In the Passives Sector the book:bill ratio having been positive for nine consecutive quarters, dropped to 0.86 and 0.85 in the first three quarters of 2019 but then rebounded nearly to unity in the last quarter of 2019 but improved slightly in Q1 2020 passing back past unity to 1.01. As can be seen from Graphic P3 passives is showing the same general picture as semiconductors with sales in Q1 2020, 19.3% higher than in Q4 2019 and 16.1% lower compared to Q1 2019. Again, there is a consistent picture across the European countries with the exception of France where there has been 10% growth compared to Q1 2019.

In this quarter there has been a stronger performance in bookings hence the rise in the book:bill ratio. Bookings overall in Q1 2020 were 22.1% higher than in the fourth quarter of 2019 but 1% lower than the first quarter of 2019. This picture was fairly consistent across all countries with the exception of Austria where there were very strong bookings.
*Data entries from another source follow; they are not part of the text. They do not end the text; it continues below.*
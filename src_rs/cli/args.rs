// 목적:
// - city-search 실행 파일의 명령행 인자를 정의한다.
//
// 설명:
// - --city가 주어지면 단발 검색(JSON 출력), 없으면 대화형 셸을 실행한다.
// - 인자는 설정 파일 값을 덮어쓴다.
//
// 참조:
// - src_rs/core/config.rs
// - src_rs/bin/city_search.rs

use clap::Parser;
use std::path::PathBuf;

use crate::core::config::CitySearchConfig;
use crate::core::errors::{CoreError, CoreResult};
use crate::core::metric::DistanceMetric;
use crate::core::search_pipeline::SearchRequestPayload;

#[derive(Debug, Clone, Parser)]
#[command(
    name = "city-search",
    version,
    about = "반경 안의 도시를 거리 순으로 찾고 북쪽 도시 수를 센다"
)]
pub struct CliArgs {
    /// JSON 설정 파일 경로
    #[arg(short = 'c', long, value_name = "FILE")]
    pub config: Option<PathBuf>,

    /// 도시 데이터 파일 경로 (설정의 data_path를 덮어씀)
    #[arg(short = 'd', long, value_name = "FILE")]
    pub data: Option<PathBuf>,

    /// 로그 레벨 (trace, debug, info, warn, error)
    #[arg(short = 'l', long, value_name = "LEVEL")]
    pub log_level: Option<String>,

    /// 단발 검색 기준 도시 이름
    #[arg(long, value_name = "NAME")]
    pub city: Option<String>,

    /// 단발 검색 반경
    #[arg(long, value_name = "RADIUS", requires = "city", allow_negative_numbers = true)]
    pub radius: Option<f64>,

    /// 거리 노름 (0|l2, 1|linf, 2|l1)
    #[arg(long, value_name = "NORM", default_value = "0", value_parser = parse_metric)]
    pub norm: DistanceMetric,
}

impl CliArgs {
    /// 설정 파일(있다면)을 읽고 인자 값으로 덮어쓴다.
    pub fn resolve_config(&self) -> CoreResult<CitySearchConfig> {
        let mut config = match &self.config {
            Some(path) => CitySearchConfig::load(path)?,
            None => CitySearchConfig::default(),
        };

        if let Some(data) = &self.data {
            config.data_path = data.clone();
        }
        if let Some(level) = &self.log_level {
            config.log_level = level.clone();
        }

        config.validate()?;
        Ok(config)
    }

    /// 단발 검색 요청을 만든다. --city가 없으면 None이다.
    pub fn one_shot_request(&self) -> CoreResult<Option<SearchRequestPayload>> {
        let Some(city) = &self.city else {
            return Ok(None);
        };

        let radius = self.radius.ok_or_else(|| {
            CoreError::InvalidArgument("--city에는 --radius가 필요합니다".to_string())
        })?;

        Ok(Some(SearchRequestPayload {
            city: city.clone(),
            radius,
            norm: self.norm.tag(),
        }))
    }
}

fn parse_metric(value: &str) -> CoreResult<DistanceMetric> {
    value.parse()
}
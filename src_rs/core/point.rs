// 목적:
// - 평면 위의 이름 붙은 점(도시)과 좌표 값을 정의한다.
//
// 설명:
// - 점은 적재 이후 변경되지 않는 값 타입이며, 거리 키를 보관하지 않는다.
//
// 참조:
// - src_rs/core/point_store.rs

use serde::{Deserialize, Serialize};

/// 질의 기준점으로 쓰이는 2차원 좌표다.
#[derive(Debug, Clone, Copy, PartialEq, Serialize, Deserialize)]
pub struct Coordinates {
    pub x: f64,
    pub y: f64,
}

impl Coordinates {
    pub fn new(x: f64, y: f64) -> Self {
        Self { x, y }
    }
}

/// 이름과 좌표를 가진 도시 레코드다.
#[derive(Debug, Clone, PartialEq, Serialize, Deserialize)]
pub struct Point {
    pub name: String,
    pub x: f64,
    pub y: f64,
}

impl Point {
    pub fn new(name: impl Into<String>, x: f64, y: f64) -> Self {
        Self {
            name: name.into(),
            x,
            y,
        }
    }

    pub fn coordinates(&self) -> Coordinates {
        Coordinates::new(self.x, self.y)
    }
}
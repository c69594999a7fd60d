// 목적:
// - 반경 검색과 방향 집계, 그리고 페이로드 기반 검색 파이프라인을 실행한다.
//
// 설명:
// - 전체 스캔 -> 노름 거리 계산 -> 반경 필터 -> 거리 오름차순 안정 정렬 순서로 처리한다.
// - 같은 거리는 저장소 삽입 순서를 유지한다.
// - "북쪽"은 y가 감소하는 방향이며, 기준점보다 y가 엄격히 작은 결과만 센다.
//
// 디자인 패턴:
// - 파이프라인(Pipeline).
//
// 참조:
// - src_rs/core/point_store.rs
// - src_rs/core/metric.rs

use serde::{Deserialize, Serialize};
use std::time::Instant;
use tracing::{debug, info};

use crate::core::errors::{CoreError, CoreResult};
use crate::core::metric::DistanceMetric;
use crate::core::point::{Coordinates, Point};
use crate::core::point_store::PointStore;

/// 검색 결과의 한 원소다.
#[derive(Debug, Clone, PartialEq)]
pub struct SearchMatch {
    pub distance: f64,
    pub point: Point,
}

/// 거리 오름차순으로 정렬된 검색 결과다. 저장소와 독립적으로 호출자가 소유한다.
#[derive(Debug, Clone, Default, PartialEq)]
pub struct QueryResult {
    matches: Vec<SearchMatch>,
}

impl QueryResult {
    pub fn len(&self) -> usize {
        self.matches.len()
    }

    pub fn is_empty(&self) -> bool {
        self.matches.is_empty()
    }

    pub fn matches(&self) -> &[SearchMatch] {
        &self.matches
    }

    pub fn iter(&self) -> std::slice::Iter<'_, SearchMatch> {
        self.matches.iter()
    }

    pub fn names(&self) -> Vec<&str> {
        self.matches
            .iter()
            .map(|matched| matched.point.name.as_str())
            .collect()
    }

    pub fn into_matches(self) -> Vec<SearchMatch> {
        self.matches
    }
}

impl<'a> IntoIterator for &'a QueryResult {
    type Item = &'a SearchMatch;
    type IntoIter = std::slice::Iter<'a, SearchMatch>;

    fn into_iter(self) -> Self::IntoIter {
        self.matches.iter()
    }
}

/// 기준점에서 반경 이내의 도시를 거리 오름차순으로 반환한다.
pub fn query(
    store: &PointStore,
    reference: Coordinates,
    radius: f64,
    metric: DistanceMetric,
) -> CoreResult<QueryResult> {
    validate_radius(radius)?;

    let mut matches = store
        .snapshot()
        .iter()
        .filter_map(|point| {
            let distance = metric.distance(reference.x, reference.y, point.x, point.y);
            (distance <= radius).then(|| SearchMatch {
                distance,
                point: point.clone(),
            })
        })
        .collect::<Vec<_>>();

    // sort_by는 안정 정렬이므로 동일 거리에서 삽입 순서가 유지된다.
    matches.sort_by(|left, right| left.distance.total_cmp(&right.distance));

    debug!(
        metric = %metric,
        radius,
        scanned = store.len(),
        matched = matches.len(),
        "반경 검색 완료"
    );

    Ok(QueryResult { matches })
}

/// 결과 중 기준점보다 북쪽(y가 더 작은)에 있는 도시 수를 센다.
pub fn count_north(results: &QueryResult, reference: Coordinates) -> usize {
    results
        .iter()
        .filter(|matched| matched.point.y < reference.y)
        .count()
}

fn validate_radius(radius: f64) -> CoreResult<()> {
    if radius.is_nan() || radius < 0.0 {
        return Err(CoreError::InvalidArgument(format!(
            "radius는 0 이상이어야 합니다: {}",
            radius
        )));
    }
    Ok(())
}

#[derive(Debug, Clone, Serialize, Deserialize)]
pub struct SearchRequestPayload {
    pub city: String,
    pub radius: f64,
    pub norm: i64,
}

#[derive(Debug, Clone, Serialize, Deserialize)]
pub struct SearchMatchPayload {
    pub name: String,
    pub x: f64,
    pub y: f64,
    pub distance: f64,
}

#[derive(Debug, Clone, Serialize, Deserialize)]
pub struct SearchMetricsPayload {
    pub scanned_count: usize,
    pub matched_count: usize,
    pub north_count: usize,
    pub elapsed_ms: u128,
}

#[derive(Debug, Clone, Serialize, Deserialize)]
pub struct SearchResultPayload {
    pub city: String,
    pub metric: DistanceMetric,
    pub reference: Coordinates,
    pub matches: Vec<SearchMatchPayload>,
    pub metrics: SearchMetricsPayload,
}

/// 검색 페이로드를 실행한다.
pub fn execute_search(
    store: &PointStore,
    payload: &SearchRequestPayload,
) -> CoreResult<SearchResultPayload> {
    validate_payload(payload)?;
    let metric = DistanceMetric::try_from(payload.norm)?;

    let started = Instant::now();
    let reference = store
        .find_by_name(&payload.city)
        .map(Point::coordinates)
        .ok_or_else(|| CoreError::NotFound(payload.city.clone()))?;

    let results = query(store, reference, payload.radius, metric)?;
    let north_count = count_north(&results, reference);

    let metrics = SearchMetricsPayload {
        scanned_count: store.len(),
        matched_count: results.len(),
        north_count,
        elapsed_ms: started.elapsed().as_millis(),
    };
    info!(
        city = %payload.city,
        matched = metrics.matched_count,
        north = metrics.north_count,
        "검색 페이로드 처리 완료"
    );

    let matches = results
        .into_matches()
        .into_iter()
        .map(|matched| SearchMatchPayload {
            name: matched.point.name,
            x: matched.point.x,
            y: matched.point.y,
            distance: matched.distance,
        })
        .collect();

    Ok(SearchResultPayload {
        city: payload.city.clone(),
        metric,
        reference,
        matches,
        metrics,
    })
}

fn validate_payload(payload: &SearchRequestPayload) -> CoreResult<()> {
    if payload.city.is_empty() {
        return Err(CoreError::InvalidArgument(
            "city는 비어 있을 수 없습니다".to_string(),
        ));
    }

    validate_radius(payload.radius)
}
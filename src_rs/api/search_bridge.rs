// 목적:
// - Python에서 호출 가능한 도시 검색 브릿지 클래스를 제공한다.
//
// 설명:
// - 생성 시 도시 데이터를 한 번 적재하고, 이후 JSON 페이로드로 검색을 실행한다.
// - 결과는 JSON 문자열로 반환한다.
//
// 디자인 패턴:
// - 파사드(Facade) + 실패 빠르게(Fail Fast).
//
// 참조:
// - src_rs/core/search_pipeline.rs

use pyo3::exceptions::PyRuntimeError;
use pyo3::prelude::*;
use std::path::Path;

use crate::core::point::Point;
use crate::core::point_store::PointStore;
use crate::core::search_pipeline::{execute_search, SearchRequestPayload};

/// Python에 노출되는 검색 브릿지 클래스다.
#[pyclass(name = "CitySearchBridge")]
pub struct PyCitySearchBridge {
    data_path: String,
    store: PointStore,
}

#[pymethods]
impl PyCitySearchBridge {
    /// 도시 데이터 파일을 적재해 브릿지 객체를 생성한다.
    #[new]
    pub fn new(data_path: String) -> PyResult<Self> {
        let store = PointStore::load_from_path(Path::new(&data_path))
            .map_err(|error| PyRuntimeError::new_err(error.to_string()))?;
        Ok(Self { data_path, store })
    }

    /// 적재 상태 정보를 반환한다.
    pub fn status(&self) -> String {
        format!("loaded: path={}, points={}", self.data_path, self.store.len())
    }

    pub fn __len__(&self) -> usize {
        self.store.len()
    }

    /// 이름으로 도시 좌표를 찾는다. 없으면 None이다.
    pub fn find(&self, name: &str) -> Option<(f64, f64)> {
        self.store
            .find_by_name(name)
            .map(Point::coordinates)
            .map(|coordinates| (coordinates.x, coordinates.y))
    }

    /// 검색 페이로드(JSON)를 실행하고 결과 JSON을 반환한다.
    pub fn execute(&self, payload_json: &str) -> PyResult<String> {
        let payload: SearchRequestPayload = serde_json::from_str(payload_json).map_err(|error| {
            PyRuntimeError::new_err(format!(
                "검색 페이로드 JSON 파싱에 실패했습니다: {}",
                error
            ))
        })?;

        let result = execute_search(&self.store, &payload)
            .map_err(|error| PyRuntimeError::new_err(error.to_string()))?;

        serde_json::to_string(&result)
            .map_err(|error| PyRuntimeError::new_err(format!("검색 결과 직렬화 실패: {}", error)))
    }
}
//! Reorder List
//!
//! A headless drag-and-reorder engine for sectioned, virtualized lists.
//! The engine decides which cell is lifted, where every other cell should
//! be drawn while it moves, when to autoscroll, and how the lifted cell
//! settles into its new slot. Rendering, layout and gesture recognition
//! stay with the host, which talks to the engine through [`ListHost`] and
//! a handful of notification methods.
//!
//! # Example
//!
//! ```rust
//! use reorder_list::{CellKey, CellRect, ListHost, MeasureTicket, ReorderList, Row, Section};
//!
//! struct Rows;
//!
//! impl ListHost for Rows {
//!     type Hover = ();
//!
//!     fn measure_cell(&mut self, key: &CellKey) -> MeasureTicket {
//!         let index = key.as_str().len() as f32;
//!         MeasureTicket::ready(Ok(CellRect::new(0.0, index * 40.0, 320.0, 40.0)))
//!     }
//!
//!     fn scroll_to_offset(&mut self, _offset: f32) {}
//! }
//!
//! fn key_of(row: &Row<&'static str, &'static str>, _index: usize) -> CellKey {
//!     match row {
//!         Row::Header(h) => CellKey::from(format!("header-{h}")),
//!         Row::Item(item) => CellKey::from(*item),
//!     }
//! }
//!
//! let mut list = ReorderList::builder(Rows)
//!     .key_extractor(key_of)
//!     .sections(vec![Section::new("todo", vec!["a", "bb", "ccc"])])
//!     .build()?;
//!
//! assert_eq!(list.index_of("bb"), Some(2));
//! assert_eq!(list.start_drag("bb", ()), Some(2));
//! assert_eq!(list.start_drag("a", ()), None);
//! # Ok::<(), reorder_list::ReorderError>(())
//! ```

pub mod autoscroll;
pub mod callbacks;
pub mod config;
pub mod host;
pub mod list;
pub mod measure;
pub mod session;
pub mod settle;
pub mod transform;

pub use autoscroll::{AutoscrollController, EdgeParams, ScrollRequest};
pub use callbacks::{DragCompletion, DragEndParams, ReorderCallbacks};
pub use config::{ReorderConfig, ScrollPlatform};
pub use host::{CellRect, ListHost, MeasureReply, MeasureResult, MeasureTicket};
pub use list::{CellTransform, GestureConfig, KeyExtractor, ReorderList, ReorderListBuilder};
pub use measure::{CellGeometry, CellStore};
pub use session::{DragPhase, DragSession};
pub use settle::SettleAnimator;
pub use transform::{classify, CellShift};

pub use reorder_animation::SpringConfig;
pub use reorder_core::{
    Axis, CellKey, GestureState, MeasureError, PointerSample, ReorderError, Result, Row, Section,
};
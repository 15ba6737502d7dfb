//! Reorder list configuration

use reorder_animation::SpringConfig;
use reorder_core::Axis;

#[cfg(feature = "serde")]
use serde::{Deserialize, Serialize};

// ============================================================================
// Platform
// ============================================================================

/// Scroll platform the engine is running on
///
/// Autoscroll step sizes are scaled per platform because native scroll
/// views interpret "scroll to offset" requests at very different rates.
#[derive(Debug, Clone, Copy, PartialEq, Eq, Default)]
#[cfg_attr(feature = "serde", derive(Serialize, Deserialize))]
#[cfg_attr(feature = "serde", serde(rename_all = "lowercase"))]
pub enum ScrollPlatform {
    Ios,
    Android,
    #[default]
    Other,
}

impl ScrollPlatform {
    /// The platform this binary was compiled for
    pub fn current() -> Self {
        if cfg!(target_os = "android") {
            ScrollPlatform::Android
        } else if cfg!(target_os = "ios") {
            ScrollPlatform::Ios
        } else {
            ScrollPlatform::Other
        }
    }

    /// Multiplier applied to `autoscroll_speed`
    pub fn speed_factor(&self) -> f32 {
        match self {
            ScrollPlatform::Android => 0.1,
            ScrollPlatform::Ios | ScrollPlatform::Other => 1.0,
        }
    }
}

// ============================================================================
// Reorder Configuration
// ============================================================================

/// Configuration for a reorderable list
#[derive(Debug, Clone, Copy, PartialEq)]
#[cfg_attr(feature = "serde", derive(Serialize, Deserialize))]
#[cfg_attr(feature = "serde", serde(default))]
pub struct ReorderConfig {
    /// Distance from an edge (px) at which autoscroll engages
    pub autoscroll_threshold: f32,
    /// Autoscroll step (px) at the very edge, before the platform factor
    pub autoscroll_speed: f32,
    /// Spring used for cell shifts and the release settle
    pub animation: SpringConfig,
    /// Pointer travel (px) before the pan recognizer activates
    pub activation_distance: f32,
    /// Let the hover element leave the container bounds
    pub drag_item_overflow: bool,
    /// Extra touch area (px) around the drag handle
    pub drag_hit_slop: f32,
    /// Whether the list may scroll while no drag is in progress
    pub scroll_enabled: bool,
    /// Lay the list out horizontally
    pub horizontal: bool,
    /// Emit verbose measurement and spacer logs
    pub debug: bool,
    /// Slack (px) when deciding that a scroll request arrived or an edge is pinned
    pub scroll_position_tolerance: f32,
    /// Seconds before an unanswered autoscroll request is abandoned
    pub autoscroll_timeout: f32,
    /// Platform used to scale autoscroll speed
    pub platform: ScrollPlatform,
}

impl Default for ReorderConfig {
    fn default() -> Self {
        Self {
            autoscroll_threshold: 30.0,
            autoscroll_speed: 100.0,
            animation: SpringConfig::default(),
            activation_distance: 0.0,
            drag_item_overflow: false,
            drag_hit_slop: 0.0,
            scroll_enabled: true,
            horizontal: false,
            debug: false,
            scroll_position_tolerance: 2.0,
            autoscroll_timeout: 0.5,
            platform: ScrollPlatform::current(),
        }
    }
}

impl ReorderConfig {
    /// Horizontal list with default behavior
    pub fn horizontal() -> Self {
        Self {
            horizontal: true,
            ..Default::default()
        }
    }

    /// Snappier shift and settle animation
    pub fn snappy() -> Self {
        Self {
            animation: SpringConfig::snappy(),
            ..Default::default()
        }
    }

    /// Axis the list scrolls and drags along
    pub fn axis(&self) -> Axis {
        if self.horizontal {
            Axis::Horizontal
        } else {
            Axis::Vertical
        }
    }

    /// Effective autoscroll step at the very edge
    pub fn effective_autoscroll_speed(&self) -> f32 {
        self.autoscroll_speed * self.platform.speed_factor()
    }

    pub fn with_autoscroll_threshold(mut self, threshold: f32) -> Self {
        self.autoscroll_threshold = threshold;
        self
    }

    pub fn with_autoscroll_speed(mut self, speed: f32) -> Self {
        self.autoscroll_speed = speed;
        self
    }

    pub fn with_animation(mut self, animation: SpringConfig) -> Self {
        self.animation = animation;
        self
    }

    pub fn with_activation_distance(mut self, distance: f32) -> Self {
        self.activation_distance = distance;
        self
    }

    pub fn with_drag_item_overflow(mut self, overflow: bool) -> Self {
        self.drag_item_overflow = overflow;
        self
    }

    pub fn with_drag_hit_slop(mut self, slop: f32) -> Self {
        self.drag_hit_slop = slop;
        self
    }

    pub fn with_scroll_enabled(mut self, enabled: bool) -> Self {
        self.scroll_enabled = enabled;
        self
    }

    pub fn with_debug(mut self, debug: bool) -> Self {
        self.debug = debug;
        self
    }

    pub fn with_scroll_position_tolerance(mut self, tolerance: f32) -> Self {
        self.scroll_position_tolerance = tolerance;
        self
    }

    pub fn with_autoscroll_timeout(mut self, seconds: f32) -> Self {
        self.autoscroll_timeout = seconds;
        self
    }

    pub fn with_platform(mut self, platform: ScrollPlatform) -> Self {
        self.platform = platform;
        self
    }
}

#[cfg(test)]
mod tests {
    use super::*;

    #[test]
    fn test_defaults() {
        let config = ReorderConfig::default();
        assert_eq!(config.autoscroll_threshold, 30.0);
        assert_eq!(config.autoscroll_speed, 100.0);
        assert_eq!(config.activation_distance, 0.0);
        assert!(!config.drag_item_overflow);
        assert!(config.scroll_enabled);
        assert!(!config.horizontal);
        assert!(!config.debug);
        assert_eq!(config.animation, SpringConfig::default());
        assert_eq!(config.axis(), Axis::Vertical);
    }

    #[test]
    fn test_platform_speed_factor() {
        let android = ReorderConfig::default().with_platform(ScrollPlatform::Android);
        let ios = ReorderConfig::default().with_platform(ScrollPlatform::Ios);
        assert!((android.effective_autoscroll_speed() - 10.0).abs() < 1e-4);
        assert_eq!(ios.effective_autoscroll_speed(), 100.0);
    }

    #[test]
    fn test_partial_animation_override() {
        let config =
            ReorderConfig::default().with_animation(SpringConfig::default().with_damping(35.0));
        assert_eq!(config.animation.damping, 35.0);
        assert_eq!(config.animation.stiffness, SpringConfig::default().stiffness);
    }

    #[test]
    fn test_horizontal_preset() {
        assert_eq!(ReorderConfig::horizontal().axis(), Axis::Horizontal);
    }
}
E-Mech and Other Components

The trend for the book:bill ratio is slightly different from the other two product categories. The ratio has been more stable. Although there was a decline in the first quarter of 2019 the ratio was only just below unity at 0.97 and dropping to 0.94 for both the second and third quarters and then has gone back past unity to 1.05 in the last quarter of 2019 and rising slightly further to 1.06 in Q 2020 thus confirming the much more stable nature of this sector compared to semiconductors.

Overall, there was a rise of 19% in billings in the first quarter of 2020 over the last quarter of 2019 with all countries except Switzerland showing increase. Compared to the first quarter of 2019 there was a 7.4% decline in the market. Bookings increased overall by 21% compared to Q4 2019 and increased by 1.4% compared to Q1 2019.